Hasil penelitian menunjukkan, pemberian aflatoksin sebesar 100 ppb pada ayam petelur tidak mempengaruhi produksi telur harian (hen-day). Pada kadar 3.500 ppb, untuk ayam broiler, produksinya turun. Masih menurut Budi, pada ayam yang diberi aflatoksin 100 ppb aflatoksin terus menerus selama enam bulan akan ditemukan aflatoksin di dalam tubuh dan kuning telurnya. Uji aflatoksin pada ayam berpenyakit, seperti Newcastle Disease (ND) dan Infectious Bronchitis (IB), ia simpulkan aflatoksin lebih berpengaruh terhadap kekebalan tubuh ayam.
Pemicu
Racun hanya terbentuk bila kadar oksigen, kadar suhu, kadar air, dan kandungan substrat tepat untuk menghasilkan mikotoksin. Komposisi substrat membuat bekatul mempunyai kandungan mikotoksin lebih sedikit ketimbang jagung. Pembentukan mikotoksin tidak hanya terjadi pada saat penyimpanan, bahkan, menurut Budi, bisa mulai dari lapangan. “Jadi pada waktu tanaman belum panen mikotoksin sudah tumbuh. Tetapi pada waktu dipanen, kadar airnya turun 23-13 persen berhenti, mikotoksinnya juga berhenti,” terangnya.
Namun, dengan berhentinya pembentukan aflatoksin, bukan berarti jagung kita sudah aman. Pasalnya, “Aflatoksin sudah ada di dalam jagung nggak akan hilang. Nanti pada saat disimpan lagi, pada waktu di gudang kadar air naik, (kadar) aflatoksin naik lagi,” lanjut pakar nutrisi itu mewanti-wanti.
Kebiasaan petani yang menjemur jagung di bawah sinar matahari juga berperan dalam pembentukan aflatoksin. Jagung yang panen pada musim hujan mengandung aflatoksin lebih tinggi ketimbang musim kemarau karena petani tidak bisa menjemurnya. Karena itu Budi menyarankan untuk memilih jagung dikeringkan dengan oven yang aflatoksinnya lebih rendah.
Pencegahan
Cendawan dapat memproduksi aflatoksin pada suhu antara 12o-42oC, tetapi kisaran suhu yang optimal 28o-30oC dan kelembapan udara 89-99 persen. Untuk mencegah pertumbuhan cendawan, kita dapat menurunkan kadar air jagung hingga 13 persen.
Budi memaparkan, “Waktu tahun 1990-an, saya menganggap jagung yang bagus dari Jawa Timur.

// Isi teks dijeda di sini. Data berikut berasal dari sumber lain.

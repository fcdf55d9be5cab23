//! Motor driver implementation
//!
//! - DC motor on an H-bridge: full-on clockwise, full-on counterclockwise,
//!   or both inputs low
//! - Background boundary monitor with a cancellation token
//! - Lock-free direction link read by the rotation sensor

pub mod dc;
pub mod link;
pub mod monitor;

pub use dc::{Motor, MotorConfig, MotorError, Outcome};
pub use link::MotorLink;
pub use monitor::{CancelToken, MonitorHandle};
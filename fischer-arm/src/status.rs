//! Periodic status reporter
//!
//! Polls the robot at the configured rate and logs the axes whose state
//! changed since the previous poll.

use std::io;
use std::sync::Arc;
use std::time::Duration;

use fischer_drivers::{AxisStatus, MonitorHandle, Robot};
use fischer_hal::Gpio;
use tracing::info;

/// One status line for an axis
pub fn format_status(status: &AxisStatus) -> String {
    let limit = match status.limit_clear {
        Some(true) => "clear",
        Some(false) => "reached",
        None => "fault",
    };
    let motion = if status.motor.running {
        "running"
    } else {
        "stopped"
    };
    format!(
        "[{}] {}: {} {}, count {}, limit {}",
        status.id,
        status.name,
        status.motor.direction.label(),
        motion,
        status.count,
        limit
    )
}

/// Axes in `next` that differ from the same slot in `previous`
pub fn changed<'a>(previous: &[AxisStatus], next: &'a [AxisStatus]) -> Vec<&'a AxisStatus> {
    next.iter()
        .enumerate()
        .filter(|(i, status)| previous.get(*i) != Some(*status))
        .map(|(_, status)| status)
        .collect()
}

/// Background thread logging axis changes
pub struct StatusReporter {
    monitor: MonitorHandle,
}

impl StatusReporter {
    /// Start polling `robot` every `interval`
    pub fn spawn<G>(robot: Arc<Robot<G>>, interval: Duration) -> io::Result<Self>
    where
        G: Gpio + Send + Sync + 'static,
    {
        let mut last = Vec::new();
        let monitor = MonitorHandle::spawn("status", interval, move || {
            let now = robot.status();
            for status in changed(&last, &now) {
                info!("{}", format_status(status));
            }
            last = now;
        })?;
        Ok(Self { monitor })
    }

    /// Stop polling and join the thread
    pub fn shutdown(self) {
        self.monitor.shutdown();
    }
}
//! Rotation pulse counter
//!
//! One rising edge per pulse from the shaft sensor. The sign of each pulse
//! comes from the owning motor's commanded direction at the moment the edge
//! arrives: clockwise counts down, counterclockwise counts up, idle is
//! ignored.
//!
//! There is no quadrature input, so a motor that coasts or is back-driven
//! against its command is miscounted. The count is re-referenced to zero
//! each time the axis reaches its clockwise hard stop.

use std::sync::atomic::{AtomicBool, AtomicI32, Ordering};
use std::sync::{Arc, Mutex, MutexGuard, OnceLock, PoisonError};

use fischer_core::state::Direction;
use fischer_hal::{EdgeInput, GpioError};
use thiserror::Error;
use tracing::debug;

use crate::motor::MotorLink;

/// Errors that can occur with sensor operations
#[derive(Debug, Clone, PartialEq, Eq, Error)]
pub enum SensorError {
    /// I/O layer failure
    #[error(transparent)]
    Gpio(#[from] GpioError),
    /// `start()` called while counting is already armed
    #[error("rotation sensor on GPIO {0} is already started")]
    AlreadyStarted(u8),
    /// `start()` called before the owning motor was attached
    #[error("rotation sensor on GPIO {0} has no motor attached")]
    Detached(u8),
    /// Owning motor can only be attached once
    #[error("rotation sensor on GPIO {0} already has a motor attached")]
    AlreadyAttached(u8),
}

/// Apply one pulse to `count`
///
/// Runs on the I/O backend's interrupt thread: a single atomic update.
fn count_edge(count: &AtomicI32, direction: Direction) {
    let delta = direction.count_delta();
    if delta != 0 {
        count.fetch_add(delta, Ordering::SeqCst);
    }
}

/// Edge-counted rotation sensor
pub struct RotationSensor<I> {
    id: u8,
    pin: Mutex<I>,
    count: Arc<AtomicI32>,
    motor: OnceLock<MotorLink>,
    armed: AtomicBool,
}

impl<I: EdgeInput> RotationSensor<I> {
    /// Wrap a configured input pin; counting starts with [`start`](Self::start)
    pub fn new(pin: I) -> Self {
        Self {
            id: pin.id(),
            pin: Mutex::new(pin),
            count: Arc::new(AtomicI32::new(0)),
            motor: OnceLock::new(),
            armed: AtomicBool::new(false),
        }
    }

    fn pin_guard(&self) -> MutexGuard<'_, I> {
        self.pin.lock().unwrap_or_else(PoisonError::into_inner)
    }

    /// GPIO number of the sensor
    pub fn pin(&self) -> u8 {
        self.id
    }

    /// Wire the back-reference to the owning motor
    ///
    /// Set once, before [`start`](Self::start); never reassigned.
    pub fn attach(&self, motor: MotorLink) -> Result<(), SensorError> {
        self.motor
            .set(motor)
            .map_err(|_| SensorError::AlreadyAttached(self.id))
    }

    /// Zero the count and arm the rising-edge callback
    ///
    /// Fails with [`SensorError::Detached`] if no motor is attached yet and
    /// with [`SensorError::AlreadyStarted`] if already armed.
    pub fn start(&self) -> Result<(), SensorError> {
        let motor = self
            .motor
            .get()
            .cloned()
            .ok_or(SensorError::Detached(self.id))?;

        if self.armed.swap(true, Ordering::SeqCst) {
            return Err(SensorError::AlreadyStarted(self.id));
        }

        self.count.store(0, Ordering::SeqCst);
        let count = self.count.clone();
        let armed = self
            .pin_guard()
            .on_rising_edge(Box::new(move || count_edge(&count, motor.direction())));

        if let Err(e) = armed {
            self.armed.store(false, Ordering::SeqCst);
            return Err(e.into());
        }

        debug!("Rotation sensor GPIO{} armed", self.id);
        Ok(())
    }

    /// Disarm the callback; the count keeps its last value
    pub fn stop(&self) -> Result<(), SensorError> {
        if self.armed.load(Ordering::SeqCst) {
            self.pin_guard().clear_edge_callback()?;
            self.armed.store(false, Ordering::SeqCst);
            debug!("Rotation sensor GPIO{} disarmed", self.id);
        }
        Ok(())
    }

    /// Check if the edge callback is armed
    pub fn is_started(&self) -> bool {
        self.armed.load(Ordering::SeqCst)
    }

    /// Current signed pulse count
    pub fn counter(&self) -> i32 {
        self.count.load(Ordering::SeqCst)
    }

    /// Zero the count
    pub fn reset(&self) {
        self.count.store(0, Ordering::SeqCst);
    }
}

#[cfg(test)]
mod tests {
    use super::*;
    use fischer_hal::sim::{SimGpio, SimInput};
    use fischer_hal::{Gpio, Pull};
    use proptest::prelude::*;
    use std::thread;

    const PIN: u8 = 13;

    fn sensor(gpio: &SimGpio) -> RotationSensor<SimInput> {
        RotationSensor::new(gpio.input(PIN, Pull::Up).unwrap())
    }

    fn started(gpio: &SimGpio) -> (RotationSensor<SimInput>, MotorLink) {
        let sensor = sensor(gpio);
        let link = MotorLink::new();
        sensor.attach(link.clone()).unwrap();
        sensor.start().unwrap();
        (sensor, link)
    }

    #[test]
    fn test_start_requires_motor() {
        let gpio = SimGpio::new();
        let sensor = sensor(&gpio);
        assert_eq!(sensor.start(), Err(SensorError::Detached(PIN)));
        assert!(!gpio.has_callback(PIN));
    }

    #[test]
    fn test_attach_once() {
        let gpio = SimGpio::new();
        let sensor = sensor(&gpio);
        sensor.attach(MotorLink::new()).unwrap();
        assert_eq!(
            sensor.attach(MotorLink::new()),
            Err(SensorError::AlreadyAttached(PIN))
        );
    }

    #[test]
    fn test_double_start_fails_loudly() {
        let gpio = SimGpio::new();
        let (sensor, _link) = started(&gpio);
        assert_eq!(sensor.start(), Err(SensorError::AlreadyStarted(PIN)));
        assert!(sensor.is_started());
    }

    #[test]
    fn test_start_zeroes_count() {
        let gpio = SimGpio::new();
        let (sensor, link) = started(&gpio);
        link.publish(Direction::CounterClockwise);
        gpio.pulses(PIN, 4);
        assert_eq!(sensor.counter(), 4);

        sensor.stop().unwrap();
        assert_eq!(sensor.counter(), 4);
        sensor.start().unwrap();
        assert_eq!(sensor.counter(), 0);
    }

    #[test]
    fn test_stop_disarms() {
        let gpio = SimGpio::new();
        let (sensor, link) = started(&gpio);
        link.publish(Direction::CounterClockwise);

        sensor.stop().unwrap();
        assert!(!sensor.is_started());
        assert!(!gpio.pulse(PIN));
        assert_eq!(sensor.counter(), 0);

        // Stopping an idle sensor is a no-op
        sensor.stop().unwrap();
    }

    #[test]
    fn test_reset() {
        let gpio = SimGpio::new();
        let (sensor, link) = started(&gpio);
        link.publish(Direction::Clockwise);
        gpio.pulses(PIN, 9);
        assert_eq!(sensor.counter(), -9);
        sensor.reset();
        assert_eq!(sensor.counter(), 0);
    }

    #[test]
    fn test_concurrent_edges_and_reset() {
        let gpio = SimGpio::new();
        let (sensor, link) = started(&gpio);
        link.publish(Direction::CounterClockwise);

        let pulser = {
            let gpio = gpio.clone();
            thread::spawn(move || gpio.pulses(PIN, 10_000))
        };
        for _ in 0..100 {
            sensor.reset();
            thread::yield_now();
        }
        pulser.join().unwrap();

        // Every pulse after the last reset is counted exactly once
        let after_reset = sensor.counter();
        assert!((0..=10_000).contains(&after_reset));

        sensor.reset();
        gpio.pulses(PIN, 25);
        assert_eq!(sensor.counter(), 25);
    }

    #[test]
    fn test_concurrent_edges_are_not_lost() {
        let gpio = SimGpio::new();
        let (sensor, link) = started(&gpio);
        link.publish(Direction::CounterClockwise);

        let workers: Vec<_> = (0..4)
            .map(|_| {
                let gpio = gpio.clone();
                thread::spawn(move || gpio.pulses(PIN, 2_500))
            })
            .collect();
        for worker in workers {
            worker.join().unwrap();
        }
        assert_eq!(sensor.counter(), 10_000);
    }

    proptest! {
        #[test]
        fn prop_sign_law(
            pulses in proptest::collection::vec((0u8..3, 0usize..50), 0..20)
        ) {
            let gpio = SimGpio::new();
            let (sensor, link) = started(&gpio);
            let mut expected = 0i32;

            for (raw, n) in pulses {
                let direction = Direction::from_u8(raw);
                link.publish(direction);
                gpio.pulses(PIN, n);
                expected += direction.count_delta() * n as i32;
                prop_assert_eq!(sensor.counter(), expected);
            }
        }
    }
}
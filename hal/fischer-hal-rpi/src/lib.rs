//! Raspberry Pi backend for the arm controller
//!
//! This crate implements the shared `fischer-hal` traits on top of `rppal`:
//!
//! - Pin claiming with BCM range checks
//! - Push-pull outputs for the H-bridge inputs
//! - Pull-up inputs for limit switches and pulse sensors
//! - Asynchronous rising-edge interrupts (serviced on rppal's interrupt thread)

#![deny(unsafe_code)]

pub mod gpio;

pub use gpio::{RpiGpio, RpiInput, RpiOutput};

// Re-export shared traits from fischer-hal for convenience
pub use fischer_hal::{EdgeInput, Gpio, InputPin, OutputPin};
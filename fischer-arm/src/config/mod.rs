//! Configuration loading
//!
//! The wiring table comes from a TOML file named on the command line, or
//! from the copy of `arm.toml` compiled into the binary.

mod loader;
mod toml;

pub use loader::{load, LoadError, EMBEDDED_CONFIG};
pub use toml::parse_config;
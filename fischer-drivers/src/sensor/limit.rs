//! Limit switch at the clockwise hard stop

use std::sync::{Mutex, PoisonError};

use fischer_hal::{GpioError, InputPin};

/// Boundary contact wired to a pull-up input
///
/// Reads high while the arm is clear to keep moving clockwise and low once
/// the hard stop is reached. Holds no state beyond the pin.
pub struct LimitSwitch<I> {
    id: u8,
    pin: Mutex<I>,
}

impl<I: InputPin> LimitSwitch<I> {
    /// Wrap a configured input pin
    pub fn new(pin: I) -> Self {
        Self {
            id: pin.id(),
            pin: Mutex::new(pin),
        }
    }

    /// GPIO number of the switch
    pub fn pin(&self) -> u8 {
        self.id
    }

    /// True while the arm may move further clockwise
    pub fn state(&self) -> Result<bool, GpioError> {
        self.pin
            .lock()
            .unwrap_or_else(PoisonError::into_inner)
            .is_high()
    }
}
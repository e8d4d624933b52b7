//! Prometheus metrics

/// Gauge metric types
#[derive(Debug, Clone, Copy)]
pub enum GaugeMetric {
    /// Open position count
    OpenPositions,
    /// Total exposure
    TotalExposure,
    /// Realized P&L
    RealizedPnl,
    /// Unrealized P&L
    UnrealizedPnl,
    /// Accumulated loss since the last day boundary
    DailyLoss,
    /// Consecutive losing closes
    LossStreak,
    /// Trades since the last day boundary
    DailyTrades,
}

/// Set a gauge value
pub fn set_gauge(metric: GaugeMetric, value: f64) {
    let metric_name = match metric {
        GaugeMetric::OpenPositions => "polycrowd_open_positions",
        GaugeMetric::TotalExposure => "polycrowd_total_exposure_usd",
        GaugeMetric::RealizedPnl => "polycrowd_realized_pnl_usd",
        GaugeMetric::UnrealizedPnl => "polycrowd_unrealized_pnl_usd",
        GaugeMetric::DailyLoss => "polycrowd_daily_loss_usd",
        GaugeMetric::LossStreak => "polycrowd_loss_streak",
        GaugeMetric::DailyTrades => "polycrowd_daily_trades",
    };

    metrics::gauge!(metric_name).set(value);
}

/// Count an executed trade
pub fn count_trade(simulated: bool) {
    let metric_name = if simulated {
        "polycrowd_trades_simulated_total"
    } else {
        "polycrowd_trades_live_total"
    };
    metrics::counter!(metric_name).increment(1);
}

/// Count a completed scan tick
pub fn count_tick() {
    metrics::counter!("polycrowd_ticks_total").increment(1);
}
//! Structured logging setup

use crate::config::TelemetryConfig;
use std::fs::OpenOptions;
use std::sync::Mutex;
use tracing_subscriber::{fmt, layer::SubscriberExt, util::SubscriberInitExt, EnvFilter};

/// Initialize logging. RUST_LOG overrides the configured level. When a log
/// file is configured, events are additionally written there as JSON lines.
pub fn init_logging(config: &TelemetryConfig) -> anyhow::Result<()> {
    let filter =
        EnvFilter::try_from_default_env().unwrap_or_else(|_| EnvFilter::new(&config.log_level));

    let file_layer = match &config.log_file {
        Some(path) => {
            let file = OpenOptions::new().create(true).append(true).open(path)?;
            Some(
                fmt::layer()
                    .json()
                    .with_ansi(false)
                    .with_writer(Mutex::new(file)),
            )
        }
        None => None,
    };

    tracing_subscriber::registry()
        .with(filter)
        .with(fmt::layer())
        .with(file_layer)
        .try_init()
        .map_err(|e| anyhow::anyhow!("Failed to init logging: {}", e))?;

    Ok(())
}
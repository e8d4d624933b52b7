//! Telemetry module
//!
//! Metrics and logging

mod logging;
mod metrics;

pub use logging::init_logging;
pub use metrics::{count_tick, count_trade, set_gauge, GaugeMetric};

use crate::config::TelemetryConfig;
use metrics_exporter_prometheus::PrometheusBuilder;

/// Guard that cleans up telemetry on drop
pub struct TelemetryGuard {
    _priv: (),
}

/// Initialize all telemetry subsystems. Must run inside the Tokio runtime
/// when a metrics port is configured.
pub fn init_telemetry(config: &TelemetryConfig) -> anyhow::Result<TelemetryGuard> {
    init_logging(config)?;

    if let Some(port) = config.metrics_port {
        PrometheusBuilder::new()
            .with_http_listener(([0, 0, 0, 0], port))
            .install()
            .map_err(|e| anyhow::anyhow!("Failed to start metrics exporter: {}", e))?;
        tracing::info!(port, "Prometheus exporter listening");
    }

    Ok(TelemetryGuard { _priv: () })
}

Jagung Lampung itu jelek kualitasnya tahun 1985-1990an. Tetapi ternyata sekarang jagung Lampung itu bagus.” Menurut analisisnya, perbaikan kualitas jagung di Lampung tak lepas dari beroperasinya mesin-mesin pengering jagung di sana dalam 15 tahun terakhir.
Pada sesi lain seminar jagung tersebut, Dr. Michael Montross, pakar biosistem dan rekayasa pertanian dari Universitas Kentucky, Amerika Serikat, KY, memberikan saran-saran cara penyimpanan jagung. “Bila ingin menyimpan jagung, jagung harus dibersihkan dulu. Selain itu supaya jagung itu tahan lama, usahakan bagian luarnya itu masih utuh. Tujuannya agar cendawan tidak tumbuh dan serangga tidak masuk. Jadi bila ingin menyimpa jagung lebih lama, upayakan agar jagung dibersihkan baik dari kotoran maupun dari jagung yang pecah, baru kemudian disimpan di silo,” jelasnya.
Untuk menjaga kualitas, Budi pun menambahkan, sewaktu panen, segera dikeringkan sampai kadar air di bawah 13 persen. Pada saat penyimpanan, perlu dilakukan pengontrolan kadar air dalam silo. Kondisi mesin pemroses, mesin pembentuk pellet, alat transportasi, penyimpanan di gudang peternakan, bahkan ketika diberikan ke ternak pun harus diperhatikan. “Kalau kita bisa kontrol dari awal sampai akhir, kita bisa mengendalikan (aflatoksin),” tutupnya.